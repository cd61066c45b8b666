/// Delays used while talking to the HD44780, in microseconds. The datasheet minimums are
/// far below the defaults here, but cheap backpacks and long wires routinely need margin.
#[derive(Debug, PartialEq, Eq, Copy, Clone)]
pub struct Timing {
    /// wait after power is applied before the first instruction (datasheet: >= 40 ms)
    pub power_on_us: u32,
    /// wait after the backlight-only byte primes the expander
    pub prime_us: u32,
    /// wait after each of the first two "function set 8-bit" nibbles of the reset handshake
    pub reset_wait_us: u32,
    /// wait after the third "function set 8-bit" nibble
    pub reset_final_us: u32,
    /// time the enable line is held high (datasheet: >= 450 ns)
    pub enable_pulse_us: u32,
    /// wait after the enable line drops, before the next transfer (datasheet: >= 37 us)
    pub settle_us: u32,
    /// wait after clear display and return home (datasheet: >= 1.52 ms)
    pub clear_home_us: u32,
}

impl Default for Timing {
    fn default() -> Self {
        Self {
            power_on_us: 50_000,
            prime_us: 1_000,
            reset_wait_us: 45_000,
            reset_final_us: 150,
            enable_pulse_us: 1,
            settle_us: 50,
            clear_home_us: 2_000,
        }
    }
}

impl Timing {
    /// Millisecond scale pulse and settle delays with a one second wait after priming the
    /// expander. Very slow, but works with modules that miss instructions at the default rate.
    pub const fn conservative() -> Self {
        Self {
            power_on_us: 50_000,
            prime_us: 1_000_000,
            reset_wait_us: 45_000,
            reset_final_us: 150,
            enable_pulse_us: 1_000,
            settle_us: 50_000,
            clear_home_us: 2_000,
        }
    }
}

/// Overrides for how the display is reached and driven.
#[derive(Debug, PartialEq, Eq, Copy, Clone)]
pub struct DisplayConfig {
    /// I2C address of the PCF8574
    pub address: u8,
    /// index of the I2C bus the backpack is connected to
    pub bus: u8,
    /// backlight state applied from the very first write
    pub backlight: bool,
    pub timing: Timing,
}

impl Default for DisplayConfig {
    fn default() -> Self {
        Self {
            address: Self::DEFAULT_ADDRESS,
            bus: Self::DEFAULT_BUS,
            backlight: false,
            timing: Timing::default(),
        }
    }
}

impl DisplayConfig {
    /// Most PCF8574T backpacks ship strapped to 0x27
    pub const DEFAULT_ADDRESS: u8 = 0x27;
    pub const DEFAULT_BUS: u8 = 1;

    pub fn with_address(mut self, address: u8) -> Self {
        self.address = address;
        self
    }

    pub fn with_bus(mut self, bus: u8) -> Self {
        self.bus = bus;
        self
    }

    pub fn with_backlight(mut self, on: bool) -> Self {
        self.backlight = on;
        self
    }

    pub fn with_timing(mut self, timing: Timing) -> Self {
        self.timing = timing;
        self
    }
}
#[cfg(test)]
mod tests {
    extern crate std;
    use super::*;
    use crate::{
        connection::{Connector, I2cConnector},
        driver::transport::NibbleTransport,
        test_utils::{byte_writes, init_transactions, RecordingDelay},
        Timing,
    };
    use embedded_hal::i2c::ErrorKind;
    use embedded_hal_mock::eh1::{
        delay::NoopDelay,
        i2c::{Mock as I2cMock, Transaction as I2cTransaction},
    };
    use std::vec::Vec;

    type Transport<DELAY> = NibbleTransport<I2cConnector<I2cMock>, DELAY>;

    fn connected_transport<DELAY: DelayNs>(i2c: I2cMock, delay: DELAY) -> Transport<DELAY> {
        let mut transport = NibbleTransport::new(delay, Timing::default(), false);
        transport.attach(I2cConnector::new(i2c, 1).connect(0x27, 1).unwrap());
        transport
    }

    fn commands(values: &[u8]) -> Vec<I2cTransaction> {
        values
            .iter()
            .flat_map(|&value| byte_writes(0x27, value, false, false))
            .collect()
    }

    #[test]
    fn test_init_single_line_5x10() {
        let expected_transactions = init_transactions(0x27, 0x24, false);
        let i2c = I2cMock::new(&expected_transactions);
        let mut i2c_handle = i2c.clone();
        let mut transport = connected_transport(i2c, NoopDelay::new());

        let mut controller = HD44780::new(LcdDisplayType::Lcd16x1, DotSize::Dots5x10);
        assert!(controller.init(&mut transport).is_ok());
        assert!(controller.display_function().dots_5x10());
        assert!(!controller.display_function().two_line());
        assert_eq!(controller.display_control().command(), 0x0C);
        assert_eq!(controller.display_mode().command(), 0x06);
        i2c_handle.done();
    }

    #[test]
    fn test_init_timing() {
        let expected_transactions = init_transactions(0x27, 0x28, false);
        let i2c = I2cMock::new(&expected_transactions);
        let mut i2c_handle = i2c.clone();
        let mut transport = connected_transport(i2c, RecordingDelay::default());

        let mut controller = HD44780::new(LcdDisplayType::Lcd16x2, DotSize::Dots5x8);
        assert!(controller.init(&mut transport).is_ok());

        let waits = &transport.delay().waits_us;
        assert_eq!(
            waits[..12],
            [50_000, 1_000, 1, 50, 45_000, 1, 50, 45_000, 1, 50, 150, 1]
        );
        // clear and home each wait for the controller after their two nibbles
        assert_eq!(waits.iter().filter(|&&us| us == 2_000).count(), 2);
        assert_eq!(waits.last(), Some(&2_000));
        i2c_handle.done();
    }

    #[test]
    fn test_init_aborts_on_failure() {
        let expected_transactions = [
            I2cTransaction::write(0x27, std::vec![0x00]),
            I2cTransaction::write(0x27, std::vec![0x34]).with_error(ErrorKind::Other),
        ];
        let i2c = I2cMock::new(&expected_transactions);
        let mut i2c_handle = i2c.clone();
        let mut transport = connected_transport(i2c, NoopDelay::new());

        let mut controller = HD44780::new(LcdDisplayType::Lcd16x2, DotSize::Dots5x8);
        assert!(matches!(
            controller.init(&mut transport),
            Err(CharacterDisplayError::IoError(ErrorKind::Other))
        ));
        i2c_handle.done();
    }

    #[test]
    fn test_set_cursor_clamps() {
        // 16x2: (3, 5) lands on row 1, (99, 0) on column 15
        let expected_transactions = commands(&[0xC3, 0xC3, 0x8F, 0xCF]);
        let i2c = I2cMock::new(&expected_transactions);
        let mut i2c_handle = i2c.clone();
        let mut transport = connected_transport(i2c, NoopDelay::new());

        let mut controller = HD44780::new(LcdDisplayType::Lcd16x2, DotSize::Dots5x8);
        assert!(controller.set_cursor(&mut transport, 3, 5).is_ok());
        assert!(controller.set_cursor(&mut transport, 3, 1).is_ok());
        assert!(controller.set_cursor(&mut transport, 99, 0).is_ok());
        assert!(controller.set_cursor(&mut transport, 255, 255).is_ok());
        i2c_handle.done();
    }

    #[test]
    fn test_set_cursor_row_offsets() {
        let expected_transactions = commands(&[0x80, 0xC0, 0x94, 0xD4, 0xE7]);
        let i2c = I2cMock::new(&expected_transactions);
        let mut i2c_handle = i2c.clone();
        let mut transport = connected_transport(i2c, NoopDelay::new());

        let mut controller = HD44780::new(LcdDisplayType::Lcd20x4, DotSize::Dots5x8);
        for row in 0..4 {
            assert!(controller.set_cursor(&mut transport, 0, row).is_ok());
        }
        assert!(controller.set_cursor(&mut transport, 19, 3).is_ok());
        i2c_handle.done();
    }

    #[test]
    fn test_display_control_toggles() {
        // on, underline, blink, underline off, blink off, both via hide_cursor
        let expected_transactions =
            commands(&[0x0C, 0x0E, 0x0F, 0x0D, 0x0C, 0x0E, 0x0F, 0x0C, 0x08]);
        let i2c = I2cMock::new(&expected_transactions);
        let mut i2c_handle = i2c.clone();
        let mut transport = connected_transport(i2c, NoopDelay::new());

        let mut controller = HD44780::new(LcdDisplayType::Lcd16x2, DotSize::Dots5x8);
        assert!(controller.show_display(&mut transport, true).is_ok());
        let before = controller.display_control();
        assert!(controller.show_cursor(&mut transport, true).is_ok());
        assert!(controller.blink_cursor(&mut transport, true).is_ok());
        assert!(controller.show_cursor(&mut transport, false).is_ok());
        assert!(controller.blink_cursor(&mut transport, false).is_ok());
        assert_eq!(controller.display_control(), before);

        assert!(controller.show_cursor(&mut transport, true).is_ok());
        assert!(controller.blink_cursor(&mut transport, true).is_ok());
        assert!(controller.hide_cursor(&mut transport).is_ok());
        assert!(!controller.display_control().cursor_on());
        assert!(!controller.display_control().blink_on());
        assert!(controller.show_display(&mut transport, false).is_ok());
        i2c_handle.done();
    }

    #[test]
    fn test_entry_mode_changes() {
        let expected_transactions = commands(&[0x06, 0x07, 0x05, 0x04, 0x06]);
        let i2c = I2cMock::new(&expected_transactions);
        let mut i2c_handle = i2c.clone();
        let mut transport = connected_transport(i2c, NoopDelay::new());

        let mut controller = HD44780::new(LcdDisplayType::Lcd16x2, DotSize::Dots5x8);
        assert!(controller.left_to_right(&mut transport).is_ok());
        assert!(controller.autoscroll(&mut transport, true).is_ok());
        assert!(controller.right_to_left(&mut transport).is_ok());
        assert!(!controller.display_mode().left_to_right());
        assert!(controller.autoscroll(&mut transport, false).is_ok());
        assert!(controller.left_to_right(&mut transport).is_ok());
        i2c_handle.done();
    }

    #[test]
    fn test_scroll_display() {
        let expected_transactions = commands(&[0x18, 0x1C]);
        let i2c = I2cMock::new(&expected_transactions);
        let mut i2c_handle = i2c.clone();
        let mut transport = connected_transport(i2c, NoopDelay::new());

        let mut controller = HD44780::new(LcdDisplayType::Lcd16x2, DotSize::Dots5x8);
        assert!(controller.scroll_display_left(&mut transport).is_ok());
        assert!(controller.scroll_display_right(&mut transport).is_ok());
        i2c_handle.done();
    }

    #[test]
    fn test_create_char_masks_location() {
        let charmap = [0x00, 0x0A, 0x1F, 0x1F, 0x0E, 0x04, 0x00, 0x00];
        // slot 9 wraps to slot 1, CGRAM address 0x08
        let mut expected_transactions = commands(&[0x48]);
        for &row in charmap.iter() {
            expected_transactions.extend(byte_writes(0x27, row, true, false));
        }
        let i2c = I2cMock::new(&expected_transactions);
        let mut i2c_handle = i2c.clone();
        let mut transport = connected_transport(i2c, NoopDelay::new());

        let mut controller = HD44780::new(LcdDisplayType::Lcd16x2, DotSize::Dots5x8);
        let location = controller.create_char(&mut transport, 9, charmap);
        assert!(matches!(location, Ok(1)));
        i2c_handle.done();
    }

    #[test]
    fn test_write_bytes_reports_progress() {
        let mut expected_transactions = Vec::new();
        expected_transactions.extend(byte_writes(0x27, b'a', true, false));
        expected_transactions.extend(byte_writes(0x27, b'b', true, false));
        expected_transactions
            .push(I2cTransaction::write(0x27, std::vec![0x65]).with_error(ErrorKind::Other));
        let i2c = I2cMock::new(&expected_transactions);
        let mut i2c_handle = i2c.clone();
        let mut transport = connected_transport(i2c, NoopDelay::new());

        let mut controller = HD44780::new(LcdDisplayType::Lcd16x2, DotSize::Dots5x8);
        assert!(matches!(
            controller.write_bytes(&mut transport, b"abcd"),
            Err(CharacterDisplayError::IncompleteWrite {
                written: 2,
                error: ErrorKind::Other
            })
        ));
        i2c_handle.done();
    }

    #[test]
    fn test_write_bytes_complete() {
        let mut expected_transactions = Vec::new();
        for &byte in b"Hi\x00" {
            expected_transactions.extend(byte_writes(0x27, byte, true, false));
        }
        let i2c = I2cMock::new(&expected_transactions);
        let mut i2c_handle = i2c.clone();
        let mut transport = connected_transport(i2c, NoopDelay::new());

        let mut controller = HD44780::new(LcdDisplayType::Lcd16x2, DotSize::Dots5x8);
        assert!(matches!(
            controller.write_bytes(&mut transport, b"Hi\x00"),
            Ok(3)
        ));
        assert!(matches!(controller.write_bytes(&mut transport, &[]), Ok(0)));
        i2c_handle.done();
    }

    #[test]
    fn test_clear_twice() {
        let expected_transactions = commands(&[0x01, 0x01]);
        let i2c = I2cMock::new(&expected_transactions);
        let mut i2c_handle = i2c.clone();
        let mut transport = connected_transport(i2c, RecordingDelay::default());

        let mut controller = HD44780::new(LcdDisplayType::Lcd16x2, DotSize::Dots5x8);
        assert!(controller.clear(&mut transport).is_ok());
        assert!(controller.clear(&mut transport).is_ok());
        assert_eq!(
            transport.delay().waits_us,
            [1, 50, 1, 50, 2_000, 1, 50, 1, 50, 2_000]
        );
        i2c_handle.done();
    }

    #[test]
    fn test_teardown_collects_every_failure() {
        let mut expected_transactions = Vec::new();
        // clear fails on its first write
        expected_transactions
            .push(I2cTransaction::write(0x27, std::vec![0x04]).with_error(ErrorKind::Other));
        // backlight off
        expected_transactions.push(I2cTransaction::write(0x27, std::vec![0x00]));
        // cursor off succeeds
        expected_transactions.extend(commands(&[0x08]));
        // display off fails on its last write
        let mut display_off = byte_writes(0x27, 0x08, false, false);
        display_off[3] = I2cTransaction::write(0x27, std::vec![0x80]).with_error(ErrorKind::Other);
        expected_transactions.extend(display_off);
        let i2c = I2cMock::new(&expected_transactions);
        let mut i2c_handle = i2c.clone();
        let mut transport = connected_transport(i2c, NoopDelay::new());

        let mut controller = HD44780::new(LcdDisplayType::Lcd16x2, DotSize::Dots5x8);
        match controller.teardown(&mut transport) {
            Err(failures) => {
                assert_eq!(failures.len(), 2);
                let steps: Vec<TeardownStep> = failures.iter().map(|(step, _)| step).collect();
                assert_eq!(steps, [TeardownStep::Clear, TeardownStep::DisplayOff]);
                assert!(failures.error(TeardownStep::BacklightOff).is_none());
            }
            Ok(()) => panic!("teardown should report the failed steps"),
        }
        assert!(!transport.backlight_enabled());
        i2c_handle.done();
    }
}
_ _ _ _ _
■ **Work request**: Which lines of the records above contain the word "autoscroll"? Report each one.

■ **Problem solution**:
        assert!(controller.autoscroll(&mut transport, true).is_ok());
        assert!(controller.autoscroll(&mut transport, false).is_ok());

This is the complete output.